| PROBLEM TO WORK ON |
Of all the lines below, return only those starting with the line holding "pub lateral_bounds: [f32;" and going on through the line holding "impl Default for SegmenterSection", exactly as written.

| SUPPLIED RECORDS |
----------

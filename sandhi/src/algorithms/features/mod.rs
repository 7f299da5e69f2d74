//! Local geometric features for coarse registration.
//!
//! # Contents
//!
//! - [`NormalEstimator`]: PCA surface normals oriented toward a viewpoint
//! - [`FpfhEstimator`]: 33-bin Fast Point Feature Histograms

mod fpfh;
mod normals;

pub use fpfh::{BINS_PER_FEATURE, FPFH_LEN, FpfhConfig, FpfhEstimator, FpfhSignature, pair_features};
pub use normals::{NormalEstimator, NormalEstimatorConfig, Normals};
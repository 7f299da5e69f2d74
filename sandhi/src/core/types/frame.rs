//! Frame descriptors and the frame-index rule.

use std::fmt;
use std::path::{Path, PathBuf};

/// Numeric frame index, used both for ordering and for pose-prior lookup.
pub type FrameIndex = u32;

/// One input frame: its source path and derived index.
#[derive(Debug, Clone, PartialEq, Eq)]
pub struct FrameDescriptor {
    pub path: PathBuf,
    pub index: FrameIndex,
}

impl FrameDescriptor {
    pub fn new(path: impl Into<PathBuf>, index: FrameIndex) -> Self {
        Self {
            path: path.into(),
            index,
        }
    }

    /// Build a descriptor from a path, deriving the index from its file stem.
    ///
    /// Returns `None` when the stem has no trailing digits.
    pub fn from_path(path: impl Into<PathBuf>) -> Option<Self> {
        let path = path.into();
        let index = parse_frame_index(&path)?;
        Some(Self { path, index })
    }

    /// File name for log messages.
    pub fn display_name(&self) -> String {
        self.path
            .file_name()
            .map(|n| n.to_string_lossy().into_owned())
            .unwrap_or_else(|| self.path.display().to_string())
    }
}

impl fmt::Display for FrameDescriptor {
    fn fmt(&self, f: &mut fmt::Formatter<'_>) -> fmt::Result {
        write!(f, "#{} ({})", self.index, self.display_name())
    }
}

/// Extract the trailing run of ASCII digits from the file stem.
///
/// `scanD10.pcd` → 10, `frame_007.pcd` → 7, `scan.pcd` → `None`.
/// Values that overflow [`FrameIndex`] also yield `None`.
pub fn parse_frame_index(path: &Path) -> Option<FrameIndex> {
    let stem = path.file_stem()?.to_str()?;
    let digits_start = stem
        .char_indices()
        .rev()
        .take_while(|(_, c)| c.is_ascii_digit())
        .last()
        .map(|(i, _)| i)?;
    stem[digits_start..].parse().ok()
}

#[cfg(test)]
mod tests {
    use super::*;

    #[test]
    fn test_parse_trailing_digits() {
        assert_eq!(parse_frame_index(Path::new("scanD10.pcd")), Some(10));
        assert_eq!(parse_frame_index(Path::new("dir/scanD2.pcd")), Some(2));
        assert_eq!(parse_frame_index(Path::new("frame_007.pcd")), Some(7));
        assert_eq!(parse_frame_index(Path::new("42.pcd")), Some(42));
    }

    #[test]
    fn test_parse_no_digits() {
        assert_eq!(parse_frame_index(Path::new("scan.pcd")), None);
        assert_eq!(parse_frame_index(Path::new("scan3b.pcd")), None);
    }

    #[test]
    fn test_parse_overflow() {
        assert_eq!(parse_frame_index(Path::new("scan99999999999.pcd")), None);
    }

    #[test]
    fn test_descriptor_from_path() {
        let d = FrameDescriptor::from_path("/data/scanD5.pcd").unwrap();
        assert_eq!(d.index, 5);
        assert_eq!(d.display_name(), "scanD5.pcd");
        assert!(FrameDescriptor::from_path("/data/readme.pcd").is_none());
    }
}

----------

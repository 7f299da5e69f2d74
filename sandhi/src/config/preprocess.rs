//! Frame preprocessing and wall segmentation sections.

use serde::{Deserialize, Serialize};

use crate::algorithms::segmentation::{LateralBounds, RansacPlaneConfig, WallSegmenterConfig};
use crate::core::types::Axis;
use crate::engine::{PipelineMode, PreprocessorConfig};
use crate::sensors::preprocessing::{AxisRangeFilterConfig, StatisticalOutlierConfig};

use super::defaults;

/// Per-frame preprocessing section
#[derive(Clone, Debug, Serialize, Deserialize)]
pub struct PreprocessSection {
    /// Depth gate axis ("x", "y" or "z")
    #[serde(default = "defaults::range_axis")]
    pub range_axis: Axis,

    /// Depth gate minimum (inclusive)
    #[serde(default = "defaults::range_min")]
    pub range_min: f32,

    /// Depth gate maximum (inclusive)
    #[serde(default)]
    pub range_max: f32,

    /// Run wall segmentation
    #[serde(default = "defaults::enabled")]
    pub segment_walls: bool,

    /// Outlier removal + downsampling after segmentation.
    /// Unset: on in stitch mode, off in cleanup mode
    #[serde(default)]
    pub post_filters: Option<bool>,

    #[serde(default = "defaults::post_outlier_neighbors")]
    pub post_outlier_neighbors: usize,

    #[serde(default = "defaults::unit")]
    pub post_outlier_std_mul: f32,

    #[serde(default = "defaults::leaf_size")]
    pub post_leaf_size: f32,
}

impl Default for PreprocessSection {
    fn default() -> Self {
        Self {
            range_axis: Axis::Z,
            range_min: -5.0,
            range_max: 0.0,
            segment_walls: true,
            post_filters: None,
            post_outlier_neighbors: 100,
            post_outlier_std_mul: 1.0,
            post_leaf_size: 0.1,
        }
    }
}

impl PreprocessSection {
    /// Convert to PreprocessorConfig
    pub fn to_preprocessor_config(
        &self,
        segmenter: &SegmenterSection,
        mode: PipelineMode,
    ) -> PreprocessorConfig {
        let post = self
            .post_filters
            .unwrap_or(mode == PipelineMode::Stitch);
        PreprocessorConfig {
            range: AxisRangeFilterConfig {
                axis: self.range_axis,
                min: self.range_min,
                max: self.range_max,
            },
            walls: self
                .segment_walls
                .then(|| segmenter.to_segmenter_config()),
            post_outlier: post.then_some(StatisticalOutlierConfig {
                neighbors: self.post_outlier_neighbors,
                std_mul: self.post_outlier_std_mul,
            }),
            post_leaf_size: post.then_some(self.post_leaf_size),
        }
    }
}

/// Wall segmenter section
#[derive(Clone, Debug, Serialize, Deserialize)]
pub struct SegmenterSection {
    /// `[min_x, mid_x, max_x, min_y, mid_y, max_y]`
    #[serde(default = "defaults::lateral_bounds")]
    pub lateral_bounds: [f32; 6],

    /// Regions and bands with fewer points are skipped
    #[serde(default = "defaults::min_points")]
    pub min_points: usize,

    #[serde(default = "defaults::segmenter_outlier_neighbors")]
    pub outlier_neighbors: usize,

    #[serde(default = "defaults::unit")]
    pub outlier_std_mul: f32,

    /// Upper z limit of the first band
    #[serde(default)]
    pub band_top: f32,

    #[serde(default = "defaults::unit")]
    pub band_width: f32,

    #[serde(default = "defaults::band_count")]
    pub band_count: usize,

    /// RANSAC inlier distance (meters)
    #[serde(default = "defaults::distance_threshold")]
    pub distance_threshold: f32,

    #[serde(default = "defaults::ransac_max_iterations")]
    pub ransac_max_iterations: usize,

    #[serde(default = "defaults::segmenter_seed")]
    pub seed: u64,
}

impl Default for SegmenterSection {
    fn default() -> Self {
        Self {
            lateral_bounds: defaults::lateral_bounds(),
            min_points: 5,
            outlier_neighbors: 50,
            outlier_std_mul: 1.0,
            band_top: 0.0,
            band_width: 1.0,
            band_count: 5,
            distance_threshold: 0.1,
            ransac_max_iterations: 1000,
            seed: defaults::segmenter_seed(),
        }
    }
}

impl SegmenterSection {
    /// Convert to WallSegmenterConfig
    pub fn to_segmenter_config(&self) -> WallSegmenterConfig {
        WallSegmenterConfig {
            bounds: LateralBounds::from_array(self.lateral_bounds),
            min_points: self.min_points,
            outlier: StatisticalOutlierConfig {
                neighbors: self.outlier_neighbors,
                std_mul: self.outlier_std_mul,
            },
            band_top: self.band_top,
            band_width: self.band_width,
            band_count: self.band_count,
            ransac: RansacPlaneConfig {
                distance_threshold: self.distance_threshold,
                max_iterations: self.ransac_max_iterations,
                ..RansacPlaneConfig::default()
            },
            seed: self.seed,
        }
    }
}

----------

| ANSWER SPACE |
    pub lateral_bounds: [f32; 6],

    /// Regions and bands with fewer points are skipped
    #[serde(default = "defaults::min_points")]
    pub min_points: usize,

    #[serde(default = "defaults::segmenter_outlier_neighbors")]
    pub outlier_neighbors: usize,

    #[serde(default = "defaults::unit")]
    pub outlier_std_mul: f32,

    /// Upper z limit of the first band
    #[serde(default)]
    pub band_top: f32,

    #[serde(default = "defaults::unit")]
    pub band_width: f32,

    #[serde(default = "defaults::band_count")]
    pub band_count: usize,

    /// RANSAC inlier distance (meters)
    #[serde(default = "defaults::distance_threshold")]
    pub distance_threshold: f32,

    #[serde(default = "defaults::ransac_max_iterations")]
    pub ransac_max_iterations: usize,

    #[serde(default = "defaults::segmenter_seed")]
    pub seed: u64,
}

impl Default for SegmenterSection {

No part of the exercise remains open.